+++ Raw data
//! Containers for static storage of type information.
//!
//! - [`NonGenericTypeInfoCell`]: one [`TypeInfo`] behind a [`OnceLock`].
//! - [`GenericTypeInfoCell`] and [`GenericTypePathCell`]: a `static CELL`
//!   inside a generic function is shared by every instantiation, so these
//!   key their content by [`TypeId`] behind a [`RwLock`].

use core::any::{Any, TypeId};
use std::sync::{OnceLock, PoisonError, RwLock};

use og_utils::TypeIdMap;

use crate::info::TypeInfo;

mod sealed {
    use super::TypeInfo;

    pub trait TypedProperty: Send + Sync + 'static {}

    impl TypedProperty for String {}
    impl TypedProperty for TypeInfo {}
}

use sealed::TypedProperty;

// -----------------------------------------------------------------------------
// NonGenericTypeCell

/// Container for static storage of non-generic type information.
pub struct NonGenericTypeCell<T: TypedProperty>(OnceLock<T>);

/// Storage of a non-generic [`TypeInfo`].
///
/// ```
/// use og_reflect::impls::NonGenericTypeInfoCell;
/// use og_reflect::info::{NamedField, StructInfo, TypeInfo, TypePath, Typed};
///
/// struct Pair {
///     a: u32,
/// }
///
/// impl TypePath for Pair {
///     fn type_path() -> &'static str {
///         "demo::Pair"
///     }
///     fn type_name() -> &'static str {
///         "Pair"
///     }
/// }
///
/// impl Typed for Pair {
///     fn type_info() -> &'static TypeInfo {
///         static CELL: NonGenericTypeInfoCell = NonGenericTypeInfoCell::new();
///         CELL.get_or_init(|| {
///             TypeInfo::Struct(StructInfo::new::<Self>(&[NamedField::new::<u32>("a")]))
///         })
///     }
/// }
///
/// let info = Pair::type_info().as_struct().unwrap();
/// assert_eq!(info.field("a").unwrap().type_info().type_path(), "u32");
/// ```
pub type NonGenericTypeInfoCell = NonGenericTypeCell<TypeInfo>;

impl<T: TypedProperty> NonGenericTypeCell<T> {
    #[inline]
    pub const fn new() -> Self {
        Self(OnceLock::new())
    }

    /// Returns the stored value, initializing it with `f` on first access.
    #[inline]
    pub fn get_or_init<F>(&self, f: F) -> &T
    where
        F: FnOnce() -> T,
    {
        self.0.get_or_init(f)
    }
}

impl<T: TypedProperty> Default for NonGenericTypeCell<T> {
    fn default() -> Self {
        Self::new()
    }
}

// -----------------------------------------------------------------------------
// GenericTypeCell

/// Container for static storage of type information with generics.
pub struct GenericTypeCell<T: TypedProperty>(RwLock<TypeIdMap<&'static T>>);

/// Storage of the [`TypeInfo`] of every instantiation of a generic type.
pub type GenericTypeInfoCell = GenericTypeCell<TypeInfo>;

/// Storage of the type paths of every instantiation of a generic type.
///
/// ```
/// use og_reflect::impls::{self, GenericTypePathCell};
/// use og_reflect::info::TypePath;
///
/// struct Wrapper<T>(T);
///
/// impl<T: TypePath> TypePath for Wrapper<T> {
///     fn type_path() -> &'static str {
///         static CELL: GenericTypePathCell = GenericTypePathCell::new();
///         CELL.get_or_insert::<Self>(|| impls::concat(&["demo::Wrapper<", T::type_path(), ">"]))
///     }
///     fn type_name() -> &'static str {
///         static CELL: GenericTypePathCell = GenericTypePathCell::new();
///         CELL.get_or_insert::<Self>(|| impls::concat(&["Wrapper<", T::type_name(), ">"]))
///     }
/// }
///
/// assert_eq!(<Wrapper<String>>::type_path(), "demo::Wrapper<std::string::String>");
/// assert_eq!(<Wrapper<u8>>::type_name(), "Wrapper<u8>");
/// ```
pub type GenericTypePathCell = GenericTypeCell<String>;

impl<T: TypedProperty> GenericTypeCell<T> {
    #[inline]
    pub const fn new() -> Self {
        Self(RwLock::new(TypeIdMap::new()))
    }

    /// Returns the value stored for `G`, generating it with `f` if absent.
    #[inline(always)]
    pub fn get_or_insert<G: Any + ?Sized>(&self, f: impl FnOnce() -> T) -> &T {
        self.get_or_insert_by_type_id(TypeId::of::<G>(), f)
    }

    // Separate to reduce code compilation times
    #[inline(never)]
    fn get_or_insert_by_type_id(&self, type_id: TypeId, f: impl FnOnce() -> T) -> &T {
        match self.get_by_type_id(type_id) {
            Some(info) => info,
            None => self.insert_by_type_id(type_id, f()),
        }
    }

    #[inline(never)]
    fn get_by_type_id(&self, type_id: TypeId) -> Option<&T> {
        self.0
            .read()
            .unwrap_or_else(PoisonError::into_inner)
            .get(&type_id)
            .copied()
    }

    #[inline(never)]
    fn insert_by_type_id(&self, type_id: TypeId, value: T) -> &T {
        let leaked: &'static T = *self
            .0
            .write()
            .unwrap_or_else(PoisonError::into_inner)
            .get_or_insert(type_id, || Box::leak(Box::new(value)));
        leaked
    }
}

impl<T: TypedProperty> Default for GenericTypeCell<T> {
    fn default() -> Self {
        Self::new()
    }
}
++++++
[Problem]: What lines in the material above include "sealed"? Copy every one of them.

[Exercise response]:
mod sealed {
use sealed::TypedProperty;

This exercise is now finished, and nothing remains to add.